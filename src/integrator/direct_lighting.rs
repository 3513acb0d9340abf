//! Direct-lighting surface integrator (§4.9): at each hit, combines one
//! light sample and one BSDF sample via the power heuristic
//! ([`super::estimate_direct`]), then recurses into specular lobes. The
//! photon-map final-gather/caustic contribution (§4.9 steps 4-5) layers in
//! once a built photon map is threaded through; until then this integrator
//! is the MIS direct-lighting term on its own, matching §4.9's
//! `DirectLight` visitor state without the `Photon` state.

use bumpalo::Bump;

use crate::integrator::{uniform_sample_one_light, IntegratorRadiance};
use crate::material::TransportMode;
use crate::sampler::Sampler;
use crate::scene::Scene;
use crate::spectrum::Spectrum;
use crate::RayDifferential;

pub struct DirectLightingIntegrator {
    pub max_depth: u16,
}

impl IntegratorRadiance for DirectLightingIntegrator {
    fn preprocess(&mut self, _scene: &Scene, _sampler: &mut dyn Sampler) {}

    fn incident_radiance(
        &self,
        ray: &mut RayDifferential,
        scene: &Scene,
        sampler: &mut dyn Sampler,
        arena: &Bump,
        depth: u16,
    ) -> Spectrum {
        let mut radiance = Spectrum::uniform(0.0);

        let mut intersect = match scene.intersect(&mut ray.ray) {
            None => return scene.environment_emitted_radiance(ray),
            Some(si) => si,
        };

        radiance += intersect.emitted_radiance(intersect.wo);

        let bsdf = match intersect.compute_scattering_functions(ray, arena, false, TransportMode::Radiance) {
            Some(b) => b,
            None => return radiance,
        };

        if !scene.lights.is_empty() {
            radiance += uniform_sample_one_light(&intersect, &bsdf, scene, arena, sampler);
        }

        if depth + 1 < self.max_depth {
            radiance += self.specular_reflect(ray, &intersect, &bsdf, scene, sampler, arena, depth);
            radiance += self.specular_transmit(ray, &intersect, &bsdf, scene, sampler, arena, depth);
        }

        radiance
    }
}

#[cfg(test)]
mod tests {
    use std::sync::Arc;

    use crate::camera::{Camera, PerspectiveCamera};
    use crate::integrator::{IntegratorRadiance, SamplerIntegrator};
    use crate::light::point::PointLight;
    use crate::material::matte::MatteMaterial;
    use crate::primitive::GeometricPrimitive;
    use crate::sampler::random::RandomSampler;
    use crate::shapes::sphere::Sphere;
    use crate::Transform;
    use crate::{point3f, vec3f, Bounds2f, Bounds2i, Point2i};

    use super::*;
    use crate::film::Film;
    use crate::filter::BoxFilter;
    use crate::primitive::Primitive;
    use crate::scene::Scene;

    #[test]
    fn direct_lighting_illuminates_a_lit_sphere() {
        let tf = Transform::identity();
        let sphere = Arc::new(Sphere::whole(tf, tf.inverse(), 1.0));
        let prim = GeometricPrimitive {
            shape: sphere,
            material: Some(Arc::new(MatteMaterial::new(Spectrum::uniform(0.8)))),
            light: None,
        };
        let prim: Arc<dyn Primitive> = Arc::new(prim);
        let light: Arc<dyn crate::light::Light> =
            Arc::new(PointLight::new(Transform::translate(vec3f!(0.0, 0.0, -5.0)), Spectrum::uniform(50.0)));
        let scene = Scene::new(vec![prim], vec![light]);

        let camera_tf = Transform::camera_look_at(
            point3f!(0.0, 0.0, -4.0),
            point3f!(0.0, 0.0, 0.0),
            vec3f!(0.0, 1.0, 0.0),
        );
        let res = Point2i::new(8, 8);
        let camera: Box<dyn Camera> =
            Box::new(PerspectiveCamera::new(camera_tf, res, Bounds2f::whole_screen(), (0.0, 1.0), 0.0, 1.0, 40.0));

        let film = Film::<BoxFilter>::with_crop_window(
            res,
            Bounds2i::with_bounds(Point2i::new(0, 0), res),
            BoxFilter::default(),
            1.0,
        );

        let mut integrator = SamplerIntegrator { camera, radiance: DirectLightingIntegrator { max_depth: 2 } };
        let sampler = RandomSampler::new_with_seed(1, 4);
        integrator.render(&scene, &film, sampler);

        let image = film.finalize();
        let centre = image.get(4, 4);
        assert!(centre.r > 0.0, "expected direct illumination on the sphere, got {:?}", centre);
    }
}
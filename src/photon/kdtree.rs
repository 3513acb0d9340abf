//! Balanced median-split point kd-tree (§4.6, C6): a complete binary tree
//! stored as a flat level-order array, built by repeated median-select
//! instead of the acceleration structure's SAH build. Each node (not just
//! leaves) holds one point, the classic photon-map kd-tree shape.

use std::collections::BinaryHeap;

use crate::{Float, Point3f};

pub trait HasPosition {
    fn position(&self) -> Point3f;
}

fn axis_of(p: Point3f, axis: u8) -> Float {
    match axis {
        0 => p.x,
        1 => p.y,
        _ => p.z,
    }
}

fn extent_axis(items: &[impl HasPosition]) -> u8 {
    let mut min = Point3f::new(Float::INFINITY, Float::INFINITY, Float::INFINITY);
    let mut max = Point3f::new(Float::NEG_INFINITY, Float::NEG_INFINITY, Float::NEG_INFINITY);
    for item in items {
        let p = item.position();
        min.x = min.x.min(p.x);
        min.y = min.y.min(p.y);
        min.z = min.z.min(p.z);
        max.x = max.x.max(p.x);
        max.y = max.y.max(p.y);
        max.z = max.z.max(p.z);
    }
    let d = (max.x - min.x, max.y - min.y, max.z - min.z);
    if d.0 > d.1 && d.0 > d.2 {
        0
    } else if d.1 > d.2 {
        1
    } else {
        2
    }
}

#[derive(Clone, Copy)]
struct KdNode {
    axis: u8,
    split_pos: Float,
    is_leaf: bool,
}

pub struct PointKdTree<T> {
    nodes: Vec<KdNode>,
    /// `items[i]` is the point stored at tree node `i` (level-order, `i`'s
    /// children at `2i+1`/`2i+2`), reordered in place during the build's
    /// recursive median-select.
    items: Vec<T>,
}

impl<T: HasPosition + Clone> PointKdTree<T> {
    pub fn build(mut items: Vec<T>) -> Self {
        let n = items.len();
        let mut nodes = vec![KdNode { axis: 0, split_pos: 0.0, is_leaf: true }; n];
        if n > 0 {
            Self::build_range(0, 0, n, &mut nodes, &mut items);
        }
        Self { nodes, items }
    }

    fn build_range(node_num: usize, start: usize, end: usize, nodes: &mut [KdNode], items: &mut [T]) {
        if end - start == 1 {
            nodes[node_num] = KdNode { axis: 0, split_pos: 0.0, is_leaf: true };
            return;
        }

        let axis = extent_axis(&items[start..end]);
        let mid = (start + end) / 2;
        items[start..end].select_nth_unstable_by(mid - start, |a, b| {
            axis_of(a.position(), axis).partial_cmp(&axis_of(b.position(), axis)).unwrap()
        });
        nodes[node_num] = KdNode { axis, split_pos: axis_of(items[mid].position(), axis), is_leaf: false };

        if start < mid {
            Self::build_range(2 * node_num + 1, start, mid, nodes, items);
        }
        if mid + 1 < end {
            Self::build_range(2 * node_num + 2, mid + 1, end, nodes, items);
        }
    }

    /// k-NN lookup (§4.6): descends near-child-first, pruning the far child
    /// unless the split-plane distance is inside the current worst radius.
    /// Returns up to `k` `(dist_squared, item)` pairs (unsorted, heap order)
    /// and the final squared search radius.
    pub fn lookup(&self, p: Point3f, k: usize, initial_max_dist2: Float) -> (Vec<(Float, T)>, Float) {
        let mut heap: BinaryHeap<HeapEntry<T>> = BinaryHeap::with_capacity(k.max(1));
        let mut max_dist2 = initial_max_dist2;
        if !self.nodes.is_empty() {
            self.lookup_node(0, p, k, &mut heap, &mut max_dist2);
        }
        let found = heap.into_iter().map(|e| (e.dist2, e.item)).collect();
        (found, max_dist2)
    }

    fn lookup_node(&self, node_num: usize, p: Point3f, k: usize, heap: &mut BinaryHeap<HeapEntry<T>>, max_dist2: &mut Float) {
        if node_num >= self.nodes.len() {
            return;
        }
        let node = self.nodes[node_num];
        let left = 2 * node_num + 1;
        let right = 2 * node_num + 2;

        if !node.is_leaf {
            let diff = axis_of(p, node.axis) - node.split_pos;
            let (near, far) = if diff <= 0.0 { (left, right) } else { (right, left) };
            if near < self.nodes.len() {
                self.lookup_node(near, p, k, heap, max_dist2);
            }
            if far < self.nodes.len() && (diff * diff < *max_dist2 || heap.len() < k) {
                self.lookup_node(far, p, k, heap, max_dist2);
            }
        }

        let item = &self.items[node_num];
        let d = item.position() - p;
        let dist2 = d.x * d.x + d.y * d.y + d.z * d.z;
        if dist2 < *max_dist2 || heap.len() < k {
            if heap.len() == k {
                heap.pop();
            }
            heap.push(HeapEntry { dist2, item: item.clone() });
            if heap.len() == k {
                *max_dist2 = heap.peek().map(|e| e.dist2).unwrap_or(*max_dist2);
            }
        }
    }
}

struct HeapEntry<T> {
    dist2: Float,
    item: T,
}

impl<T> PartialEq for HeapEntry<T> {
    fn eq(&self, other: &Self) -> bool {
        self.dist2 == other.dist2
    }
}
impl<T> Eq for HeapEntry<T> {}
impl<T> PartialOrd for HeapEntry<T> {
    fn partial_cmp(&self, other: &Self) -> Option<std::cmp::Ordering> {
        Some(self.cmp(other))
    }
}
impl<T> Ord for HeapEntry<T> {
    fn cmp(&self, other: &Self) -> std::cmp::Ordering {
        self.dist2.partial_cmp(&other.dist2).unwrap_or(std::cmp::Ordering::Equal)
    }
}

#[cfg(test)]
mod tests {
    use super::*;
    use crate::point3f;

    #[derive(Clone, Copy)]
    struct P(Point3f);
    impl HasPosition for P {
        fn position(&self) -> Point3f {
            self.0
        }
    }

    #[test]
    fn finds_the_nearest_k_points() {
        let items: Vec<P> = (0..20).map(|i| P(point3f!(i as f32, 0.0, 0.0))).collect();
        let tree = PointKdTree::build(items);
        let (found, max_dist2) = tree.lookup(point3f!(10.0, 0.0, 0.0), 3, Float::INFINITY);
        assert_eq!(found.len(), 3);
        let mut dists: Vec<Float> = found.iter().map(|(d, _)| *d).collect();
        dists.sort_by(|a, b| a.partial_cmp(b).unwrap());
        assert_eq!(dists, vec![0.0, 1.0, 1.0]);
        assert!(max_dist2 <= 1.0 + 1e-5);
    }

    #[test]
    fn empty_tree_returns_nothing() {
        let tree: PointKdTree<P> = PointKdTree::build(vec![]);
        let (found, _) = tree.lookup(point3f!(0.0, 0.0, 0.0), 5, Float::INFINITY);
        assert!(found.is_empty());
    }
}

(Task):
Here the job is to set down exactly the lines of the material above that fall between the one with "else if d.1" and the one with "Self::build_range(0, 0, n, &mut", inclusive, and nothing beyond them.

(Output):
    } else if d.1 > d.2 {
        1
    } else {
        2
    }
}

#[derive(Clone, Copy)]
struct KdNode {
    axis: u8,
    split_pos: Float,
    is_leaf: bool,
}

pub struct PointKdTree<T> {
    nodes: Vec<KdNode>,
    /// `items[i]` is the point stored at tree node `i` (level-order, `i`'s
    /// children at `2i+1`/`2i+2`), reordered in place during the build's
    /// recursive median-select.
    items: Vec<T>,
}

impl<T: HasPosition + Clone> PointKdTree<T> {
    pub fn build(mut items: Vec<T>) -> Self {
        let n = items.len();
        let mut nodes = vec![KdNode { axis: 0, split_pos: 0.0, is_leaf: true }; n];
        if n > 0 {
            Self::build_range(0, 0, n, &mut nodes, &mut items);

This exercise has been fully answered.